On Friday, Belorussian authorities decided to block the access to ProtonMail after receiving a series of bomb threats.
The threats were sent by an unknown attacker from a ProtonMail email address to private companies and government organizations. The messages warned of TNT bombs left and armed at various locations in the country. The messages were threatening of the presence in multiple locations, including five hotels and shopping malls in Minsk, the Minsk airport, several railway stations for multiple regional centers, the offices of tech news site Onliner, the Grodno office of chemical company Grodno-Nitrogen, and the offices of financial firm Naftan in Novopolotsk.
In response to the messages, the police asked internet service providers (ISPs) to block access to ProtonMail IP addresses.

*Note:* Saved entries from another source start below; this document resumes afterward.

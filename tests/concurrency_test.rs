use hybrid_shuffle::{
    BlockingListener, GlobalBufferPool, IoExecutor, NoOpListener, PartitionRegistry,
    ReadBufferPool, ResultPartition, ResultPartitionBuilder, ResultPartitionId, ShuffleError,
    ShuffleEvent,
};
use std::sync::Arc;
use std::thread;
use std::time::Duration;
use tempfile::TempDir;

const BUFFER_SIZE: usize = 512;

fn create_partition(
    dir: &TempDir,
    global: &Arc<GlobalBufferPool>,
    num_subpartitions: usize,
    pool_size: usize,
) -> Arc<ResultPartition> {
    let global = Arc::clone(global);
    ResultPartitionBuilder::new()
        .with_num_subpartitions(num_subpartitions)
        .with_buffer_size(BUFFER_SIZE)
        .with_buffer_pool_factory(move || global.create_buffer_pool(pool_size))
        .with_read_buffer_pool(ReadBufferPool::new(16 * BUFFER_SIZE, BUFFER_SIZE).unwrap())
        .with_read_io_executor(Arc::new(IoExecutor::new(4)))
        .with_spill_path(dir.path().join("concurrent"))
        .build()
        .unwrap()
}

#[test]
fn test_producer_blocks_until_reader_recycles() {
    let temp_dir = TempDir::new().unwrap();
    let global = GlobalBufferPool::new(2, BUFFER_SIZE).unwrap();
    let partition = create_partition(&temp_dir, &global, 1, 2);
    let view = partition
        .create_subpartition_view(0, Arc::new(NoOpListener))
        .unwrap();

    partition.emit_record(&[1u8; BUFFER_SIZE], 0).unwrap();
    partition.emit_record(&[2u8; BUFFER_SIZE], 0).unwrap();
    let held: Vec<_> = (0..2)
        .map(|_| view.get_next_buffer().unwrap().unwrap().into_buffer())
        .collect();
    assert!(!partition.is_available());

    let producer = {
        let partition = Arc::clone(&partition);
        thread::spawn(move || partition.emit_record(&[3u8; BUFFER_SIZE], 0))
    };

    // Nothing is left in memory to spill, so the producer has to wait.
    thread::sleep(Duration::from_millis(50));
    assert!(!producer.is_finished());

    drop(held);
    producer.join().unwrap().unwrap();
    assert_eq!(
        view.get_next_buffer().unwrap().unwrap().buffer().as_slice(),
        &[3u8; BUFFER_SIZE][..]
    );
}

#[test]
fn test_close_unblocks_waiting_producer() {
    let temp_dir = TempDir::new().unwrap();
    let global = GlobalBufferPool::new(1, BUFFER_SIZE).unwrap();
    let partition = create_partition(&temp_dir, &global, 1, 1);
    let view = partition
        .create_subpartition_view(0, Arc::new(NoOpListener))
        .unwrap();

    partition.emit_record(b"only", 0).unwrap();
    let _held = view.get_next_buffer().unwrap().unwrap();

    let producer = {
        let partition = Arc::clone(&partition);
        thread::spawn(move || partition.emit_record(b"blocked", 0))
    };
    thread::sleep(Duration::from_millis(20));
    partition.close().unwrap();

    let err = producer.join().unwrap().unwrap_err();
    assert!(err.is_illegal_state(), "unexpected error: {}", err);
}

#[test]
fn test_release_during_concurrent_reads() {
    let temp_dir = TempDir::new().unwrap();
    let global = GlobalBufferPool::new(16, BUFFER_SIZE).unwrap();
    let num_subpartitions = 4;
    let partition = create_partition(&temp_dir, &global, num_subpartitions, 8);

    let mut readers = Vec::new();
    for subpartition in 0..num_subpartitions {
        let listener = Arc::new(BlockingListener::new());
        let view = partition
            .create_subpartition_view(subpartition, listener.clone())
            .unwrap();
        readers.push(thread::spawn(move || {
            let mut received = 0usize;
            loop {
                match view.get_next_buffer() {
                    Ok(Some(next)) => {
                        if !next.buffer().is_buffer() {
                            return Ok(received);
                        }
                        received += 1;
                        // Slow consumers keep the spill path busy.
                        thread::sleep(Duration::from_micros(200));
                    }
                    Ok(None) => {
                        listener.wait_for_data_timeout(Duration::from_millis(100));
                    }
                    Err(e) => return Err(e),
                }
            }
        }));
    }

    for i in 0..400usize {
        let result = if i % 5 == 0 {
            partition.broadcast_record(&[i as u8; BUFFER_SIZE])
        } else {
            partition.emit_record(&[i as u8; BUFFER_SIZE], i % num_subpartitions)
        };
        result.unwrap();
    }
    partition.release();

    for reader in readers {
        match reader.join().unwrap() {
            Ok(_) | Err(ShuffleError::PartitionReleased { .. }) => {}
            Err(e) => panic!("unexpected reader error: {}", e),
        }
    }
    assert!(!partition.spill_path().exists());
    assert_eq!(global.num_available_segments(), global.total_segments());
}

#[test]
fn test_partitions_share_read_pool_and_executor() {
    let temp_dir = TempDir::new().unwrap();
    let global = GlobalBufferPool::new(8, BUFFER_SIZE).unwrap();
    let read_pool = ReadBufferPool::new(4 * BUFFER_SIZE, BUFFER_SIZE).unwrap();
    let executor = Arc::new(IoExecutor::new(2));
    let registry = Arc::new(PartitionRegistry::new());

    let partitions: Vec<Arc<ResultPartition>> = (0..2u32)
        .map(|index| {
            let global = Arc::clone(&global);
            ResultPartitionBuilder::new()
                .with_partition_id(ResultPartitionId::new(77, index))
                .with_buffer_size(BUFFER_SIZE)
                .with_buffer_pool_factory(move || global.create_buffer_pool(2))
                .with_read_buffer_pool(Arc::clone(&read_pool))
                .with_read_io_executor(Arc::clone(&executor))
                .with_spill_path(temp_dir.path().join(format!("shared-{}", index)))
                .with_registry(Arc::clone(&registry))
                .build()
                .unwrap()
        })
        .collect();
    assert_eq!(registry.len(), 2);

    for partition in &partitions {
        for i in 0..10u8 {
            partition.emit_record(&[i; BUFFER_SIZE], 0).unwrap();
        }
        partition
            .broadcast_event(&ShuffleEvent::EndOfPartition, false)
            .unwrap();
    }

    let handles: Vec<_> = partitions
        .iter()
        .map(|partition| {
            let listener = Arc::new(BlockingListener::new());
            let view = registry
                .create_subpartition_view(&partition.id(), 0, listener.clone())
                .unwrap();
            thread::spawn(move || {
                let mut values = Vec::new();
                loop {
                    match view.get_next_buffer().unwrap() {
                        Some(next) if next.buffer().is_buffer() => {
                            values.push(next.buffer().as_slice()[0]);
                        }
                        Some(_) => return values,
                        None => assert!(listener.wait_for_data_timeout(Duration::from_secs(10))),
                    }
                }
            })
        })
        .collect();

    for handle in handles {
        assert_eq!(handle.join().unwrap(), (0..10u8).collect::<Vec<_>>());
    }

    registry.release_all();
    assert!(registry.is_empty());
    assert_eq!(read_pool.num_available_buffers(), read_pool.num_total_buffers());
    assert_eq!(global.num_available_segments(), global.total_segments());
}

“On Nov. 15, we confirmed that the Belarusian government is blocking ProtonMail and ProtonVPN IP addresses. We are still investigating the block and reaching out to Belarusian authorities to restore email and VPN access to our many users in the country.” reported ProtonMail.
Local media reported the government is blocking the service allegedly because of suspected criminal activity conducted by some of the users of the service.
“Some information suggests the government’s decision to block Proton may have been motivated by bomb threats allegedly coming from a ProtonMail email address.” continues the company.
A similar measure was adopted in March by Russian authorities that aimed at preventing the use of the ProtonMail by terrorists or by dissidents during the XXIX World University Winter Games in Krasnoyarsk.
At the time of writing, the authorities are still blocking the encrypted email service and ProtonVPN in the country.
Users in Belarus could bypass the block by using the Tor network to connect the
ProtonMail pointed out that the ban will not help in protecting people in Belarus from bombs, instead, it is a dangerous form of censorship.